Not in the ones I've worked with. More importantly, though, those "scripts and tidbits" are normally put in place by the project developers. I'd like to avoid giving the impression that Cargo creates piles of files people don't know about.
Something worth noting: Cargo's creation of a .git repository is unlikely to be someone's first introduction to git. Cargo's creation of a .editorconfig file would likely be many people's first introduction to editorconfig.
I don't think that's of value to create by default; there's already a widespread default there, namely UTF-8. Also,
That seems fine; by all means let's have template components that include it.

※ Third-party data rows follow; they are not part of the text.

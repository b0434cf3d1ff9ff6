//! Configuration management for query-guard.
//!
//! Configuration is loaded from environment variables following the 12-factor app pattern.

use crate::constants::{
    DEFAULT_LOG_VALUE_LENGTH, DEFAULT_MAX_STRING_LENGTH, ENV_CATALOG, ENV_LOG_VALUE_LENGTH,
    ENV_MAX_STRING_LENGTH, ENV_VALUE_AUDIT,
};
use crate::error::EngineError;
use crate::security::InjectionDetector;
use serde::{Deserialize, Serialize};
use std::path::PathBuf;

/// Engine configuration loaded from environment variables.
#[derive(Debug, Clone, PartialEq, Eq, Serialize, Deserialize)]
pub struct Config {
    /// Path to the endpoint catalog
    pub catalog_path: Option<PathBuf>,

    /// Limit applied to bounded strings declared without one
    pub max_string_length: usize,

    /// Log accepted values that look like injection attempts
    pub value_audit: bool,

    /// Maximum characters of a value written to logs
    pub log_value_length: usize,
}

impl Config {
    /// Load configuration from environment variables.
    ///
    /// # Environment Variables
    ///
    /// - `QUERY_GUARD_CATALOG`: Path to the endpoint catalog (required by the CLI)
    /// - `QUERY_GUARD_MAX_STRING_LENGTH`: Default bounded string limit (default: 255)
    /// - `QUERY_GUARD_VALUE_AUDIT`: Log suspicious accepted values (default: true)
    /// - `QUERY_GUARD_LOG_VALUE_LENGTH`: Redaction length for logged values (default: 64)
    pub fn from_env() -> Result<Self, EngineError> {
        let catalog_path = std::env::var(ENV_CATALOG)
            .ok()
            .filter(|p| !p.trim().is_empty())
            .map(PathBuf::from);

        let max_string_length = parse_usize(ENV_MAX_STRING_LENGTH)?
            .unwrap_or(DEFAULT_MAX_STRING_LENGTH);

        if max_string_length == 0 {
            return Err(EngineError::config(format!(
                "{} must be greater than zero",
                ENV_MAX_STRING_LENGTH
            )));
        }

        let value_audit = std::env::var(ENV_VALUE_AUDIT)
            .map(|v| v.to_lowercase() != "false" && v != "0")
            .unwrap_or(true);

        let log_value_length =
            parse_usize(ENV_LOG_VALUE_LENGTH)?.unwrap_or(DEFAULT_LOG_VALUE_LENGTH);

        Ok(Config {
            catalog_path,
            max_string_length,
            value_audit,
            log_value_length,
        })
    }

    /// Catalog path, or an error naming the variable to set.
    pub fn require_catalog_path(&self) -> Result<&PathBuf, EngineError> {
        self.catalog_path.as_ref().ok_or_else(|| {
            EngineError::config(format!("{} environment variable is required", ENV_CATALOG))
        })
    }

    /// Value detector built from this configuration.
    pub fn injection_detector(&self) -> InjectionDetector {
        InjectionDetector::new(self.value_audit)
    }
}

impl Default for Config {
    fn default() -> Self {
        Self {
            catalog_path: None,
            max_string_length: DEFAULT_MAX_STRING_LENGTH,
            value_audit: true,
            log_value_length: DEFAULT_LOG_VALUE_LENGTH,
        }
    }
}

fn parse_usize(name: &str) -> Result<Option<usize>, EngineError> {
    match std::env::var(name) {
        Ok(raw) => raw
            .trim()
            .parse()
            .map(Some)
            .map_err(|_| EngineError::config(format!("{} must be a non-negative integer", name))),
        Err(_) => Ok(None),
    }
}
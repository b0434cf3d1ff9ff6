//! # query-guard
//!
//! Safe query construction for untrusted input.
//!
//! Every request field is declared with an expected shape. A request is
//! classified field by field, fields used as property keys are screened,
//! and only then are the values bound into a developer-authored template:
//!
//! - **SQL**: values go to driver parameters, never into the text
//! - **XPath**: values are inlined as grammar-typed literals
//! - **Commands**: values become whole arguments of an argv vector
//!
//! ## Architecture
//!
//! - [`security`]: classifier, key guard, literal escaping, template auditing
//! - [`query`]: templates and parameterized building
//! - [`policy`]: allow/deny decisions per endpoint
//! - [`catalog`]: endpoint declarations loaded from JSON
//! - [`store`]: record store keyed by screened names
//!
//! ```
//! use query_guard::{Endpoint, FieldKind, FieldSchema, QueryTemplate};
//! use serde_json::json;
//!
//! let endpoint = Endpoint::new(
//!     "product_lookup",
//!     vec![FieldSchema::new("productCode", FieldKind::pattern(r"PROD\d{3}").unwrap()).unwrap()],
//!     QueryTemplate::sql("SELECT * FROM products WHERE code = $1").unwrap(),
//! )
//! .unwrap();
//!
//! let request = json!({"productCode": "PROD001' OR '1'='1"});
//! let decision = endpoint.decide(request.as_object().unwrap());
//! assert!(!decision.is_allowed());
//! ```

pub mod catalog;
pub mod config;
pub mod constants;
pub mod error;
pub mod policy;
pub mod query;
pub mod security;
pub mod store;

pub use catalog::Catalog;
pub use config::Config;
pub use error::{EngineError, ErrorKind};
pub use policy::{decide, Endpoint, Outcome, PolicyDecision};
pub use query::{build, BoundQuery, Placeholder, QueryTemplate};
pub use security::{
    classify, escape_literal, is_safe_key, ClassifiedValue, FieldKind, FieldSchema, Grammar,
    SafeLiteral, ValidationResult,
};
pub use store::RecordStore;
//! Endpoint catalog loaded from JSON.
//!
//! A catalog declares every endpoint the process serves. It is validated
//! once, at load: bad regexes, malformed templates and field/placeholder
//! mismatches all fail here rather than on a request.
//!
//! ```json
//! {
//!   "endpoints": [
//!     {
//!       "name": "product_lookup",
//!       "grammar": "sql",
//!       "template": "SELECT * FROM products WHERE code = $1",
//!       "fields": [
//!         { "name": "productCode", "kind": { "type": "pattern", "pattern": "PROD\\d{3}" } }
//!       ]
//!     }
//!   ]
//! }
//! ```

use crate::config::Config;
use crate::error::EngineError;
use crate::policy::Endpoint;
use crate::query::QueryTemplate;
use crate::security::{FieldKind, FieldPattern, FieldSchema, Grammar, StatementPolicy};
use serde::Deserialize;
use std::collections::HashSet;
use std::path::Path;
use tracing::info;

#[derive(Debug, Deserialize)]
#[serde(deny_unknown_fields)]
struct CatalogDocument {
    endpoints: Vec<EndpointSpec>,
}

/// One endpoint as written in the catalog.
#[derive(Debug, Clone, Deserialize)]
#[serde(deny_unknown_fields)]
pub struct EndpointSpec {
    pub name: String,
    pub grammar: String,
    pub template: String,
    #[serde(default)]
    pub fields: Vec<FieldSpec>,
    #[serde(default)]
    pub statement_policy: StatementPolicy,
}

/// One field as written in the catalog.
#[derive(Debug, Clone, Deserialize)]
#[serde(deny_unknown_fields)]
pub struct FieldSpec {
    pub name: String,
    pub kind: KindSpec,
    #[serde(default = "default_true")]
    pub required: bool,
    #[serde(default)]
    pub used_as_key: bool,
}

/// Field kind as written in the catalog, tagged by `type`.
#[derive(Debug, Clone, Deserialize)]
#[serde(tag = "type", rename_all = "snake_case")]
pub enum KindSpec {
    Integer {
        #[serde(default)]
        min: Option<i64>,
        #[serde(default)]
        max: Option<i64>,
    },
    BoundedString {
        #[serde(default)]
        max_len: Option<usize>,
    },
    Enum {
        allowed: Vec<String>,
        #[serde(default = "default_true")]
        case_sensitive: bool,
    },
    Pattern {
        pattern: String,
    },
    Email,
    SafeKey,
    Currency,
}

fn default_true() -> bool {
    true
}

impl KindSpec {
    fn into_kind(self, field: &str, config: &Config) -> Result<FieldKind, EngineError> {
        Ok(match self {
            KindSpec::Integer { min, max } => FieldKind::Integer { min, max },
            KindSpec::BoundedString { max_len } => FieldKind::BoundedString {
                max_len: max_len.unwrap_or(config.max_string_length),
            },
            KindSpec::Enum {
                allowed,
                case_sensitive,
            } => FieldKind::Enum {
                allowed,
                case_sensitive,
            },
            KindSpec::Pattern { pattern } => FieldPattern::new(&pattern)
                .map(FieldKind::Pattern)
                .map_err(|e| EngineError::invalid_schema(field, format!("invalid pattern: {}", e)))?,
            KindSpec::Email => FieldKind::Email,
            KindSpec::SafeKey => FieldKind::SafeKey,
            KindSpec::Currency => FieldKind::Currency,
        })
    }
}

impl FieldSpec {
    fn into_schema(self, config: &Config) -> Result<FieldSchema, EngineError> {
        let kind = self.kind.into_kind(&self.name, config)?;
        let mut schema = FieldSchema::new(self.name, kind)?;
        if !self.required {
            schema = schema.optional();
        }
        if self.used_as_key {
            schema = schema.used_as_key();
        }
        Ok(schema)
    }
}

impl EndpointSpec {
    fn into_endpoint(self, config: &Config) -> Result<Endpoint, EngineError> {
        let grammar: Grammar = self.grammar.parse()?;
        let template = QueryTemplate::new(grammar, self.template)?;

        let schemas = self
            .fields
            .into_iter()
            .map(|f| f.into_schema(config))
            .collect::<Result<Vec<_>, _>>()?;

        let endpoint = Endpoint::with_policy(self.name, schemas, template, self.statement_policy)?;
        Ok(endpoint.with_value_audit(config.injection_detector(), config.log_value_length))
    }
}

/// Validated set of endpoints.
#[derive(Debug, Clone)]
pub struct Catalog {
    endpoints: Vec<Endpoint>,
}

impl Catalog {
    /// Parse and validate a catalog document.
    pub fn from_json(text: &str, config: &Config) -> Result<Self, EngineError> {
        let document: CatalogDocument = serde_json::from_str(text)?;
        Self::from_specs(document.endpoints, config)
    }

    /// Read, parse and validate a catalog file.
    pub fn load(path: impl AsRef<Path>, config: &Config) -> Result<Self, EngineError> {
        let path = path.as_ref();
        let text = std::fs::read_to_string(path)?;
        let catalog = Self::from_json(&text, config)?;
        info!(
            "Loaded {} endpoint(s) from {}",
            catalog.len(),
            path.display()
        );
        Ok(catalog)
    }

    /// Validate endpoint declarations.
    pub fn from_specs(specs: Vec<EndpointSpec>, config: &Config) -> Result<Self, EngineError> {
        let mut names = HashSet::new();
        let mut endpoints = Vec::with_capacity(specs.len());

        for spec in specs {
            if spec.name.trim().is_empty() {
                return Err(EngineError::catalog("endpoint name cannot be empty"));
            }
            if !names.insert(spec.name.clone()) {
                return Err(EngineError::catalog(format!(
                    "endpoint '{}' is declared twice",
                    spec.name
                )));
            }

            let name = spec.name.clone();
            let endpoint = spec.into_endpoint(config).map_err(|e| match e {
                EngineError::Json(_) | EngineError::Io(_) => e,
                other => EngineError::catalog(format!("endpoint '{}': {}", name, other)),
            })?;
            endpoints.push(endpoint);
        }

        Ok(Self { endpoints })
    }

    /// Look up an endpoint by name.
    pub fn get(&self, name: &str) -> Option<&Endpoint> {
        self.endpoints.iter().find(|e| e.name() == name)
    }

    /// Endpoint names in declaration order.
    pub fn names(&self) -> impl Iterator<Item = &str> {
        self.endpoints.iter().map(Endpoint::name)
    }

    /// Iterate over endpoints.
    pub fn iter(&self) -> std::slice::Iter<'_, Endpoint> {
        self.endpoints.iter()
    }

    /// Number of endpoints.
    pub fn len(&self) -> usize {
        self.endpoints.len()
    }

    /// Check if the catalog declares no endpoints.
    pub fn is_empty(&self) -> bool {
        self.endpoints.is_empty()
    }
}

Indentation is precisely what I meant.
Copied from rust-lang/cargo#3506:
@Voultapher its going through our process for closing by the team, just waiting on one more cargo team member to check their boxes, then it will sit in final comment period until its closed, unless something surprising happens during FCP. As the PR opener you're free to close it immediately if you want, of course.
You are violating your own rule by insinuating I did not state my concern ‘directly’. I’m entitled to have my own opinion about what I see going on here and I stated it directly enough. Do not refer people to ‘some other forum’. If you have wishes or policies, be explicit in what you want. Is that direct enough?
Note that the main value of my comment is pointing out how we’re having a needless discussion full of subjective opinion and irrelevant considerations. I see that you continue it now. That further supports my ‘hidden’ post.
That may be so, but whether to include it by default is irrelevant if the feature is off the table in the first place.
Check out https://github.com/rust-lang/rust again then.
If you say so. I do not agree Cargo should be Git-centric at all and I do not expect programmers to expect a Git repo by default. But again, this discussion is irrelevant.
False, not on Microsoft Windows.
Making too much of just that is what I meant then.
Thanks for the pointer. Please put these rules in e.g. a code of conduct file in the repo. It’s not a good experience to have some person hide a post for being too critical, and then later to justify it saying I should have e-mailed about it. Just sharing a concern about one person in one instance doesn’t warrant a formal ‘complaint’ IMO, so what you propose here does not feel to me like a good process at all.